Entries taken from a collection
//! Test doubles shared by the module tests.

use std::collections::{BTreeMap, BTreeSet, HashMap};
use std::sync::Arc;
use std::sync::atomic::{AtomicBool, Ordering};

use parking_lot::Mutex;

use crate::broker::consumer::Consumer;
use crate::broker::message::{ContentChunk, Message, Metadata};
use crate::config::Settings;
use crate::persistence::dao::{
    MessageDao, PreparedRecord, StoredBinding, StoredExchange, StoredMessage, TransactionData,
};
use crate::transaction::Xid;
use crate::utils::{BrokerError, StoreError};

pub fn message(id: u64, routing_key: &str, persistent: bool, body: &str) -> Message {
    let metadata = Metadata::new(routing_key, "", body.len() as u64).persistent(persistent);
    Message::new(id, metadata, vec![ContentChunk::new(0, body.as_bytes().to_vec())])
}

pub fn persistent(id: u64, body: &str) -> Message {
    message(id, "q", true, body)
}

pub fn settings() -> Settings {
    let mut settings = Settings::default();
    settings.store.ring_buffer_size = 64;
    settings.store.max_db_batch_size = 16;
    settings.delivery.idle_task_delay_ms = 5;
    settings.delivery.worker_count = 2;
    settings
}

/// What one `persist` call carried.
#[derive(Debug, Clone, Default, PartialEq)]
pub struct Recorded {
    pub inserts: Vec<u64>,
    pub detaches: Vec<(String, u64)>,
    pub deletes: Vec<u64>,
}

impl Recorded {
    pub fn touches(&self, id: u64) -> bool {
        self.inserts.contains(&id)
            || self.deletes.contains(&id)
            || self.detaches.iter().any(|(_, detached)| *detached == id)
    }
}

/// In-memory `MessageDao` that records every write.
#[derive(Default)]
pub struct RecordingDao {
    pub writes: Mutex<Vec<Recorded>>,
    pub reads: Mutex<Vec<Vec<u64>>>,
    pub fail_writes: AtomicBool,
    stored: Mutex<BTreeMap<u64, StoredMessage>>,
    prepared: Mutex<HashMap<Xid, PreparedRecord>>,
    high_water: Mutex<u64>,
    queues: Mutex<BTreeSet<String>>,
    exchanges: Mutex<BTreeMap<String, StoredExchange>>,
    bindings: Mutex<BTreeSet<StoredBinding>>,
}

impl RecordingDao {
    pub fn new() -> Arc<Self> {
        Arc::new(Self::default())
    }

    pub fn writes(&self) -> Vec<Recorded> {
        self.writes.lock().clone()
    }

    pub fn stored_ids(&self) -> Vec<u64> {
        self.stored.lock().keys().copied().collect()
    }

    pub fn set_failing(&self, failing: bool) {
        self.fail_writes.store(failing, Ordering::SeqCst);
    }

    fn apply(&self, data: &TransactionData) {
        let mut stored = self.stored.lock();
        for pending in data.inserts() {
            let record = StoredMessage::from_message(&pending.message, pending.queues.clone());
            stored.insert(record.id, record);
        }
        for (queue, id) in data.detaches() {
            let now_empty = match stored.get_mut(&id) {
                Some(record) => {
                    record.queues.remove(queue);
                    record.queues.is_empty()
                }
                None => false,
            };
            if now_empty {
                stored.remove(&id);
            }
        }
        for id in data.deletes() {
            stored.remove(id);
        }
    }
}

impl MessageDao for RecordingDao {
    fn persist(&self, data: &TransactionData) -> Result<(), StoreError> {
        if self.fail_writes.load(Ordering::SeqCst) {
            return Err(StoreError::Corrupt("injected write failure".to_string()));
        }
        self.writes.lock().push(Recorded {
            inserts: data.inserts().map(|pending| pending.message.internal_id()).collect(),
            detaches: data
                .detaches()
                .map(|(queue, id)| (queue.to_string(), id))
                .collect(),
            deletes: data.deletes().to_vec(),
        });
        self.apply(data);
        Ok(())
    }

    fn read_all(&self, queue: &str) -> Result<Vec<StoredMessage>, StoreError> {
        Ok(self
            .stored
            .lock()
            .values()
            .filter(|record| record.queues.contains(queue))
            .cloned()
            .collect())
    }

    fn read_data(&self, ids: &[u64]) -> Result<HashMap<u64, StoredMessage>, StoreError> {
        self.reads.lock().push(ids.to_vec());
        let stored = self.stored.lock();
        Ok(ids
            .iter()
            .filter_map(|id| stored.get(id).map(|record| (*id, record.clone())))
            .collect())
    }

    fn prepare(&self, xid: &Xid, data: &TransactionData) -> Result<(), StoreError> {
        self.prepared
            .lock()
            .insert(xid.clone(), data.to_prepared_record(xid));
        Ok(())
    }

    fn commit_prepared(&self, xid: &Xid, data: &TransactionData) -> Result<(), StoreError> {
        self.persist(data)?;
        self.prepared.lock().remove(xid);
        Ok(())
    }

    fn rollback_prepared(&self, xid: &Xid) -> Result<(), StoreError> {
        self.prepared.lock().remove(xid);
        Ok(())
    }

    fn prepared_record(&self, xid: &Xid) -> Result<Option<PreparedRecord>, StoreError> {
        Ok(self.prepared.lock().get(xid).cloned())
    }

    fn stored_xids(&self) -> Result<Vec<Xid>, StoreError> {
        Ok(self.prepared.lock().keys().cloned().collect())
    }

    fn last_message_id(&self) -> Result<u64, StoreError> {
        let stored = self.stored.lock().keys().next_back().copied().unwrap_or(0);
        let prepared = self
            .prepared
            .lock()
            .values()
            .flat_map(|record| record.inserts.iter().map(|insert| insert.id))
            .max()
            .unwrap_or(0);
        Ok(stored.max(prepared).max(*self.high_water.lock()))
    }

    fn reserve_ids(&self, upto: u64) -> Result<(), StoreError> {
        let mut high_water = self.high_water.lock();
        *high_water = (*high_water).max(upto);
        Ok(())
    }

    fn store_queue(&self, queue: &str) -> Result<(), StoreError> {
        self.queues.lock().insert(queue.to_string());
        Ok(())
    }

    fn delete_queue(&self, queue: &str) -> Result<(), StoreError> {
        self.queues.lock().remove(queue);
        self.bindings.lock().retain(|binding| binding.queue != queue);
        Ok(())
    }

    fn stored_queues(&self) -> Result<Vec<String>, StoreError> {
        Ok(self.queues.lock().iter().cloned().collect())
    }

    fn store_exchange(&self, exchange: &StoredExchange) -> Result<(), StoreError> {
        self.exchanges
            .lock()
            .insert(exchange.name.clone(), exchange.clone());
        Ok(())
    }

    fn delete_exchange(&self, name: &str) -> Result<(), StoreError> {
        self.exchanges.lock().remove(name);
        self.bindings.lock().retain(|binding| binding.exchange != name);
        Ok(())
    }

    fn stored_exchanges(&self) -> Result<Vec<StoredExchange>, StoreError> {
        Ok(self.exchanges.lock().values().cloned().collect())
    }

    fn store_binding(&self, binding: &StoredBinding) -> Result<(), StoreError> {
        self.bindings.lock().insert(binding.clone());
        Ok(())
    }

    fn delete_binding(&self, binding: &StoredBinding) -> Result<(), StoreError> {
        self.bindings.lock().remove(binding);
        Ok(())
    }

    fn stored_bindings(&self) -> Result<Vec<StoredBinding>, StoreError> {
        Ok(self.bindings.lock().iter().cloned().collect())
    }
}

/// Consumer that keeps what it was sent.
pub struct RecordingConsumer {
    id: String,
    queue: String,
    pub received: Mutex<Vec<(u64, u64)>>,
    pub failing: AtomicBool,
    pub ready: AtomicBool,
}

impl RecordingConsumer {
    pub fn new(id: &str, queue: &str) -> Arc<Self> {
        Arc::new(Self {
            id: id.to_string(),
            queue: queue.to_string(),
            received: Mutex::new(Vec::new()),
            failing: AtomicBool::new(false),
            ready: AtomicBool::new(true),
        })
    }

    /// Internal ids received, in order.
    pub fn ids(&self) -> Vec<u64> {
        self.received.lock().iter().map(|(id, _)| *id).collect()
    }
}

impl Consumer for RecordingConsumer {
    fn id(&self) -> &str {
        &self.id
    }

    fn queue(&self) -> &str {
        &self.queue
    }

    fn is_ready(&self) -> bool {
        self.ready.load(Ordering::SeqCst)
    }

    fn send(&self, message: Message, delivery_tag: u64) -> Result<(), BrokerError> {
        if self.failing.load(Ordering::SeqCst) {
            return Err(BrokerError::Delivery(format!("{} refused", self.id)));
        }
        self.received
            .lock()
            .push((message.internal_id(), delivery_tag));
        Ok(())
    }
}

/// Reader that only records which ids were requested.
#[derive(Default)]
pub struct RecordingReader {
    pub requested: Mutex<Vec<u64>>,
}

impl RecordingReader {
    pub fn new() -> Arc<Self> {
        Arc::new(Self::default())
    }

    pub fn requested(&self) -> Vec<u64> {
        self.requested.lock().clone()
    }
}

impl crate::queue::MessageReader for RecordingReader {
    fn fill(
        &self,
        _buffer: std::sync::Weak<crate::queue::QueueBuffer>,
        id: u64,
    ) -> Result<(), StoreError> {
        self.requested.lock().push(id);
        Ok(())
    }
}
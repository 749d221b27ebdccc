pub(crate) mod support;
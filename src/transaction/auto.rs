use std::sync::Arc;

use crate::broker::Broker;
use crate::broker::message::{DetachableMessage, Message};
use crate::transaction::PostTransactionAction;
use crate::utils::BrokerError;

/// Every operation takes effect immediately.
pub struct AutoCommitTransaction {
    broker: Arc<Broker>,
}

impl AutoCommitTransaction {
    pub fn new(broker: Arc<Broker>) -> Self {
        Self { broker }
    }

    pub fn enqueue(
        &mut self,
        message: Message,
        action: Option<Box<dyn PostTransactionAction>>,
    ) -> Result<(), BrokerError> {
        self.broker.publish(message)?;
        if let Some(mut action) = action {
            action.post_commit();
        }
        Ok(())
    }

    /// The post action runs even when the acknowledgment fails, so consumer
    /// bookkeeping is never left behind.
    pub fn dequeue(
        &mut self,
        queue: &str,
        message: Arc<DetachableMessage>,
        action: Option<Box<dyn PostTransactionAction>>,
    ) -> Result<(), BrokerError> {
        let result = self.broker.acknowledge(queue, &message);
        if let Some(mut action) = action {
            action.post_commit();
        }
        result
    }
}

==

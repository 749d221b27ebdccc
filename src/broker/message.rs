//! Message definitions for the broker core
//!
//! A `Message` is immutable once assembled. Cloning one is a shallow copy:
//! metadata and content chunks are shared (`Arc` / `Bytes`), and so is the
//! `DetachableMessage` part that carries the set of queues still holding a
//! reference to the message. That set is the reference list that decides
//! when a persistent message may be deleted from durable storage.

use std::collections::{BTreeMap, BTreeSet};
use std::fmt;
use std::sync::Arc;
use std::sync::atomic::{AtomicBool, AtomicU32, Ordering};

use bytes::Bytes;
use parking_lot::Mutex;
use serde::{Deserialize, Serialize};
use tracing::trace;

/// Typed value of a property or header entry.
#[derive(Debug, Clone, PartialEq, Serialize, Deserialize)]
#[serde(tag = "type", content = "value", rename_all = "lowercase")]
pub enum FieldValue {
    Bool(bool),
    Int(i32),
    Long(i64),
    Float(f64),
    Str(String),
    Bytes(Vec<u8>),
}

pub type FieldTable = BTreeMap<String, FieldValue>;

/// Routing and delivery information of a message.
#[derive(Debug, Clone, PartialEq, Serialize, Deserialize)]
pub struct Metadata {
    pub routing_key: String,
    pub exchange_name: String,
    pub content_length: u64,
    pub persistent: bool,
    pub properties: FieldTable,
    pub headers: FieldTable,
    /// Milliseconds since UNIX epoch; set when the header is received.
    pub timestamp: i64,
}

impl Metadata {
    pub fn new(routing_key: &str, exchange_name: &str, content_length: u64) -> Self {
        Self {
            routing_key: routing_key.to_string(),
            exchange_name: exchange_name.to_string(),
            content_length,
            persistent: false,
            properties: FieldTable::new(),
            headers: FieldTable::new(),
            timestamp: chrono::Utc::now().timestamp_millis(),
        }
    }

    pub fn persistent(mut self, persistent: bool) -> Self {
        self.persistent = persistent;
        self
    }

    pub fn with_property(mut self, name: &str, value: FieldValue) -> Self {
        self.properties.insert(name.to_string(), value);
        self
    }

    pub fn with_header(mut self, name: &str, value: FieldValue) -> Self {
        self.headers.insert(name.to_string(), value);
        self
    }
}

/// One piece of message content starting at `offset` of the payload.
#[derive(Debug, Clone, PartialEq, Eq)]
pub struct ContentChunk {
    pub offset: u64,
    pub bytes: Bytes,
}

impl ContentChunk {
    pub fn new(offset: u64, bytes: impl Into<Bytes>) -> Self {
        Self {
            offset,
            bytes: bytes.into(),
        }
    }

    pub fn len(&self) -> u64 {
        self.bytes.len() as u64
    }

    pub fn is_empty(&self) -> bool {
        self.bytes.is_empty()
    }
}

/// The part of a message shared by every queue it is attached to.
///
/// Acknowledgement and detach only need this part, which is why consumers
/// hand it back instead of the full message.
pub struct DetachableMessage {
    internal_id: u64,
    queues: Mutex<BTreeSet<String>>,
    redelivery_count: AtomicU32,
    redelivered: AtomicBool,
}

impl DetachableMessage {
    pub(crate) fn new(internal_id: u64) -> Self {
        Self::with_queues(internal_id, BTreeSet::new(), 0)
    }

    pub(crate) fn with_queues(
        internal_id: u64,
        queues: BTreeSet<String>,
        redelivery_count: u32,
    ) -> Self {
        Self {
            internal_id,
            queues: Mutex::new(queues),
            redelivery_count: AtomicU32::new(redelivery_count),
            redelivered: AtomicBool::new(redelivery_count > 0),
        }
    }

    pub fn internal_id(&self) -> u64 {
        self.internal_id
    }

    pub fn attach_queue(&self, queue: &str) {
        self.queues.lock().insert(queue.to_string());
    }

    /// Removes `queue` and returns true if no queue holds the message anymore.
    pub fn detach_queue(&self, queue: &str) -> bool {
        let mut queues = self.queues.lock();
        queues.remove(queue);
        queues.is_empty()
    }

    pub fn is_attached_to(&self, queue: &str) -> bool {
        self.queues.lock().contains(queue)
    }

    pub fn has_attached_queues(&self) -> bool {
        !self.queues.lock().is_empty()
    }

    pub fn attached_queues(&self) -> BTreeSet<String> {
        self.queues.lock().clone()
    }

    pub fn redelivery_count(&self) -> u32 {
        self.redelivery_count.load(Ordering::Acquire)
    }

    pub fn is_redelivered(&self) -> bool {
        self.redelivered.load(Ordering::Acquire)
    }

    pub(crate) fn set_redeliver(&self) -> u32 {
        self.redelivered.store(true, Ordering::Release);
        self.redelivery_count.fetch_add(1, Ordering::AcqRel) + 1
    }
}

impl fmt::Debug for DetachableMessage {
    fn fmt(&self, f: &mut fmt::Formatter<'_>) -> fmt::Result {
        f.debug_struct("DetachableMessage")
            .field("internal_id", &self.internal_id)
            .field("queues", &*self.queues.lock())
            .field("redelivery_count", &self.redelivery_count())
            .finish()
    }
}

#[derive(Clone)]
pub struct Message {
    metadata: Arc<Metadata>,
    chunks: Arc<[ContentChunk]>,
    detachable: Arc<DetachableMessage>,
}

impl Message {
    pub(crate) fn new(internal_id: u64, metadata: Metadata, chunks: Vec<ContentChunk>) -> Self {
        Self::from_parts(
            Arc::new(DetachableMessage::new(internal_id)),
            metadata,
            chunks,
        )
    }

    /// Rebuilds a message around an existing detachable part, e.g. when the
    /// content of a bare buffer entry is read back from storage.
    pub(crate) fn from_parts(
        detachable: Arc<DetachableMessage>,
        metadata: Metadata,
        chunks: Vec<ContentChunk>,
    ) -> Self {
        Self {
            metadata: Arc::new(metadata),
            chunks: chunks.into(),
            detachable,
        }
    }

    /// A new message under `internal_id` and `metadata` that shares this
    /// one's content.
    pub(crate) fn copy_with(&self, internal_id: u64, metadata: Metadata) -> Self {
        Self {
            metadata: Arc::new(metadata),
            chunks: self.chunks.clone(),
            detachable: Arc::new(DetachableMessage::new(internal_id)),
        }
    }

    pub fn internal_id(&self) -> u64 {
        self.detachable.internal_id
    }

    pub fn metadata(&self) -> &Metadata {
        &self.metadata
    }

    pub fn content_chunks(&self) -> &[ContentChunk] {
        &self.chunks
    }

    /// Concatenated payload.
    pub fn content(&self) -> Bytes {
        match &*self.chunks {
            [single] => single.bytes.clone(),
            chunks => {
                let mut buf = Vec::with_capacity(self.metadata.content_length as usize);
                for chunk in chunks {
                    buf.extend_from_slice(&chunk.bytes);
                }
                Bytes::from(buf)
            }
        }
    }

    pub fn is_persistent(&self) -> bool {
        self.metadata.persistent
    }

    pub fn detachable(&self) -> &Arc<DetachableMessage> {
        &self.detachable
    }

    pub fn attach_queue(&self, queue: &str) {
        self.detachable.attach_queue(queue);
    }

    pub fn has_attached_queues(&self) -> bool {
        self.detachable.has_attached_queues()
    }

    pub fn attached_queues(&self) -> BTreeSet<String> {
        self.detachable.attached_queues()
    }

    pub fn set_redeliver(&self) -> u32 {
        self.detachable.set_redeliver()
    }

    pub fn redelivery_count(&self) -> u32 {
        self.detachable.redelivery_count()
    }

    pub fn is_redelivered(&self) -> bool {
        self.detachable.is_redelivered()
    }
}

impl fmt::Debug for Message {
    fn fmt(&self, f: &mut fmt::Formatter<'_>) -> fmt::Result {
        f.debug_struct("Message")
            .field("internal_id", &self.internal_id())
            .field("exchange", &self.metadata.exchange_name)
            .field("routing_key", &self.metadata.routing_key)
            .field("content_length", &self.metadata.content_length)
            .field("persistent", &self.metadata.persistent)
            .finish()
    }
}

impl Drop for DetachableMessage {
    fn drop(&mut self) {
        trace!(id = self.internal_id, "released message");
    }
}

▶ Exercise
Return a copy of each line in the entries that carries the string "entry".

▶ Final answer
/// Typed value of a property or header entry.
    /// content of a bare buffer entry is read back from storage.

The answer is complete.